Securities regulation requires that anyone who solicits customers, takes orders, or receives transaction-based compensation must be properly registered. This section covers the rules that prevent unregistered persons from performing registered activities.


What You'll Learn

  • What unregistered persons are prohibited from doing
  • What clerical and administrative staff are allowed to do
  • How trailing commissions work for former registered representatives

The Core Prohibition

Firms cannot pay commissions or transaction-based compensation to unregistered persons.
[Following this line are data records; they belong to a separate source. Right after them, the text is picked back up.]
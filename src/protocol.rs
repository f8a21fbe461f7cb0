use i2c::{Message, ReadFlags, WriteFlags};
use log::{debug, trace};
use std::time::Duration;

use crate::{BusError, Connection};

/// USB vendor/product ID pairs used by i2c-tiny-usb compatible adapters.
pub const KNOWN_VENDOR_PRODUCT_IDS: [(u16, u16); 2] = [
    (0x0403, 0xc631), // FTDI
    (0x1c40, 0x0534), // EZPrototypes
];

#[allow(dead_code)]
mod cmd {
    pub const ECHO: u8 = 0;
    pub const GET_FUNC: u8 = 1;
    pub const SET_DELAY: u8 = 2;
    pub const GET_STATUS: u8 = 3;
    pub const I2C_IO: u8 = 4;

    // OR'd with I2C_IO on the first and last message of a transfer
    pub const BEGIN: u8 = 1;
    pub const END: u8 = 2;
}

#[allow(dead_code)]
mod status {
    pub const IDLE: u8 = 0;
    pub const ADDRESS_ACK: u8 = 1;
    pub const ADDRESS_NAK: u8 = 2;
}

mod func {
    pub const I2C: u32 = 0x0000_0001;
    pub const PROTOCOL_MANGLING: u32 = 0x0000_0004;
}

/// Per-message flags passed in wValue, same values as the Linux `I2C_M_*` constants.
mod msg {
    pub const RD: u16 = 0x0001;
    pub const NOSTART: u16 = 0x4000;
    pub const REV_DIR_ADDR: u16 = 0x2000;
    pub const IGNORE_NAK: u16 = 0x1000;
    pub const NO_RD_ACK: u16 = 0x0800;
}

pub const TIMEOUT: Duration = Duration::from_secs(1);

const ECHO_PATTERNS: [u16; 8] = [0, 0xaaaa, 0x5555, 0xffff, 0x55aa, 0xaa55, 0x0f0f, 0xf0f0];

fn request_type_in() -> u8 {
    use rusb::constants::*;
    LIBUSB_REQUEST_TYPE_VENDOR | LIBUSB_RECIPIENT_INTERFACE | LIBUSB_ENDPOINT_IN
}

fn request_type_out() -> u8 {
    use rusb::constants::*;
    LIBUSB_REQUEST_TYPE_VENDOR | LIBUSB_RECIPIENT_INTERFACE | LIBUSB_ENDPOINT_OUT
}

fn read_flag_bits(flags: ReadFlags) -> u16 {
    let mut bits = msg::RD;
    if flags.contains(ReadFlags::NACK) {
        bits |= msg::NO_RD_ACK;
    }
    if flags.contains(ReadFlags::REVERSE_RW) {
        bits |= msg::REV_DIR_ADDR;
    }
    if flags.contains(ReadFlags::NO_START) {
        bits |= msg::NOSTART;
    }
    bits
}

fn write_flag_bits(flags: WriteFlags) -> u16 {
    let mut bits = 0;
    if flags.contains(WriteFlags::IGNORE_NACK) {
        bits |= msg::IGNORE_NAK;
    }
    if flags.contains(WriteFlags::REVERSE_RW) {
        bits |= msg::REV_DIR_ADDR;
    }
    if flags.contains(WriteFlags::NO_START) {
        bits |= msg::NOSTART;
    }
    bits
}

fn control_in(
    dev: &impl Connection,
    request: u8,
    value: u16,
    index: u16,
    data: &mut [u8],
) -> Result<(), BusError> {
    let n = dev.read_control(request_type_in(), request, value, index, data, TIMEOUT)?;
    if n != data.len() {
        return Err(BusError::ShortTransfer {
            expected: data.len(),
            actual: n,
        });
    }
    Ok(())
}

fn control_out(
    dev: &impl Connection,
    request: u8,
    value: u16,
    index: u16,
    data: &[u8],
) -> Result<(), BusError> {
    let n = dev.write_control(request_type_out(), request, value, index, data, TIMEOUT)?;
    if n != data.len() {
        return Err(BusError::ShortTransfer {
            expected: data.len(),
            actual: n,
        });
    }
    Ok(())
}

fn status(dev: &impl Connection) -> Result<u8, BusError> {
    let mut buf = [0u8; 1];
    control_in(dev, cmd::GET_STATUS, msg::RD, 0, &mut buf)?;
    Ok(buf[0])
}

/// Runs `messages` as one combined I2C transaction: START before the first message, repeated
/// START between messages and STOP after the last one.
pub(crate) fn transfer(dev: &impl Connection, messages: &mut [Message]) -> Result<(), BusError> {
    let count = messages.len();
    for (i, message) in messages.iter_mut().enumerate() {
        let mut request = cmd::I2C_IO;
        if i == 0 {
            request |= cmd::BEGIN;
        }
        if i + 1 == count {
            request |= cmd::END;
        }

        let result = match message {
            Message::Read {
                address,
                data,
                flags,
            } => {
                trace!("i2c read {:#04x}: {} bytes", address, data.len());
                control_in(dev, request, read_flag_bits(*flags), *address, data)
            }
            Message::Write {
                address,
                data,
                flags,
            } => {
                trace!("i2c write {:#04x}: {:02x?}", address, data);
                control_out(dev, request, write_flag_bits(*flags), *address, data)
            }
        };

        // A missing ACK usually makes the control transfer fail as well, so the adapter status is
        // what tells the two cases apart.
        if status(dev)? == status::ADDRESS_NAK {
            return Err(BusError::Nack);
        }
        result?;
    }

    Ok(())
}

/// Checks that the device speaks i2c-tiny-usb and supports plain I2C transfers. Returns the read
/// and write flags it can honor.
pub(crate) fn probe(dev: &impl Connection) -> Result<(ReadFlags, WriteFlags), BusError> {
    let mut buf = [0u8; 4];
    control_in(dev, cmd::GET_FUNC, msg::RD, 0, &mut buf)?;
    let functionality = u32::from_le_bytes(buf);
    debug!("adapter functionality: {:#010x}", functionality);
    if functionality & func::I2C == 0 {
        return Err(rusb::Error::NotSupported.into());
    }

    let supported = if functionality & func::PROTOCOL_MANGLING != 0 {
        (
            ReadFlags::NACK | ReadFlags::REVERSE_RW | ReadFlags::NO_START,
            WriteFlags::IGNORE_NACK | WriteFlags::REVERSE_RW | WriteFlags::NO_START,
        )
    } else {
        Default::default()
    };

    // ECHO carries its argument in wValue, so it can't go through the flag-based helpers
    for pattern in ECHO_PATTERNS {
        let mut echo = [0u8; 2];
        let n = dev.read_control(request_type_in(), cmd::ECHO, pattern, 0, &mut echo, TIMEOUT)?;
        if n != echo.len() || u16::from_le_bytes(echo) != pattern {
            debug!("echo mismatch for {:#06x}", pattern);
            return Err(rusb::Error::Other.into());
        }
    }

    Ok(supported)
}
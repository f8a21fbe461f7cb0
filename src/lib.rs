//! Reads Sensirion SHT3x temperature and humidity sensors through USB-to-I2C adapters that
//! implement the i2c-tiny-usb protocol.
//!
//! ```no_run
//! use sht3x_tiny_usb::{Sht3x, StdDelay, UsbAdapter};
//!
//! let adapter = UsbAdapter::open_single_device()?;
//! let mut sensor = Sht3x::new(adapter, StdDelay);
//! let reading = sensor.read()?;
//! println!("{:.2}°C {:.2}%", reading.temperature, reading.relative_humidity);
//! # Ok::<(), Box<dyn std::error::Error>>(())
//! ```
//!
//! The driver only needs a [`Bus`], which every `i2c::BulkTransfer` with [`BusError`] errors
//! provides, so other transports can be plugged in.

mod adapter;
mod bus;
mod connection;
mod crc;
mod delay;
mod error;
mod protocol;
mod sht3x;
pub mod telemetry;

#[cfg(all(test, feature = "hw-tests"))]
mod hw_tests;

pub(crate) use connection::Connection;

pub use adapter::*;
pub use bus::{Bus, MAX_ADDRESS};
pub use crc::crc8;
pub use delay::StdDelay;
pub use error::*;
pub use protocol::KNOWN_VENDOR_PRODUCT_IDS;
pub use sht3x::*;
pub use rusb;
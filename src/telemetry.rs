//! Hand-off point between the sensor and whatever stores or publishes its readings.
//!
//! A [`Sample`] serializes to the payload telemetry backends receive:
//!
//! ```json
//! {"ts":1760878800123,"temperature":22.14,"humidity":42.3}
//! ```

use log::info;
use serde::{Deserialize, Serialize};
use std::io::Write;
use std::time::{SystemTime, UNIX_EPOCH};

use crate::Reading;

#[derive(thiserror::Error, Debug)]
pub enum TelemetryError {
    #[error("failed to encode sample")]
    Encode(#[from] serde_json::Error),

    #[error("failed to write sample")]
    Io(#[from] std::io::Error),
}

/// A reading stamped with the time it was taken.
#[derive(Serialize, Deserialize, Clone, Copy, Debug, PartialEq)]
pub struct Sample {
    /// Milliseconds since the Unix epoch.
    pub ts: u64,
    /// Degrees Celsius.
    pub temperature: f32,
    /// Percent relative humidity.
    pub humidity: f32,
}

impl Sample {
    pub fn new(reading: Reading, ts: u64) -> Self {
        Sample {
            ts,
            temperature: reading.temperature,
            humidity: reading.relative_humidity,
        }
    }

    /// Stamps `reading` with the current system time.
    pub fn now(reading: Reading) -> Self {
        // a clock set before 1970 is reported as the epoch itself
        let ts = SystemTime::now()
            .duration_since(UNIX_EPOCH)
            .map(|d| d.as_millis() as u64)
            .unwrap_or_default();
        Sample::new(reading, ts)
    }
}

/// Destination for samples, e.g. a message broker or a time-series database.
pub trait Sink {
    type Error;

    fn publish(&mut self, sample: &Sample) -> Result<(), Self::Error>;
}

/// Writes each sample as one line of JSON.
pub struct JsonLines<W: Write> {
    out: W,
}

impl<W: Write> JsonLines<W> {
    pub fn new(out: W) -> Self {
        JsonLines { out }
    }

    pub fn into_inner(self) -> W {
        self.out
    }
}

impl<W: Write> Sink for JsonLines<W> {
    type Error = TelemetryError;

    fn publish(&mut self, sample: &Sample) -> Result<(), TelemetryError> {
        let payload = serde_json::to_string(sample)?;
        info!("{}", payload);
        writeln!(self.out, "{}", payload)?;
        self.out.flush()?;
        Ok(())
    }
}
Separate rules also restrict what unregistered persons can do in the securities business.

Unregistered persons cannot:

  • Receive commissions or transaction-based compensation
  • Solicit customers (make recommendations or suggest securities transactions)
  • Take orders (accept and process trade instructions from customers)
  • Execute transactions (enter orders into the firm's trading system)

Think of it this way: If an activity could influence a customer's investment decision or generate a commission, only a registered person can do it. Registration is the gatekeeper for anything that touches a trade.

What Unregistered Persons CAN Do

  • Unregistered clerical and administrative staff may describe the firm's products in general terms
  • They can answer basic factual questions ("Yes, we offer mutual funds")
  • They can direct customers to a registered representative for specific questions
  • They cannot make recommendations, discuss suitability, or suggest specific transactions

Exam Tip: Gotchas

  • Describing products in general terms vs. making recommendations is a key distinction. A receptionist saying "Our firm offers a wide range of mutual funds" is permitted. A receptionist saying "You should buy our growth fund" is a violation.
  • Working at a firm is not itself a violation. It depends on WHAT the person does, not WHERE they work.

Continuing Commissions (Trailing Commissions)

  • A registered person who leaves the industry may continue to receive commissions on business written while they were registered
  • These are called trailing commissions: they compensate the rep for business they originated
  • The former rep cannot solicit new business after leaving the industry
  • Example: A broker who sold mutual funds with ongoing 12b-1 fees can continue receiving those fees after retirement, but cannot call clients to recommend new purchases

Exam Tip: Gotchas

  • Trailing commissions to a retired rep are permitted. This is NOT paying an unregistered person for new business.
  • The key test: Is the payment tied to a specific new transaction or solicitation? If yes, the person must be registered. If it is compensation for business originated while registered, it is allowed.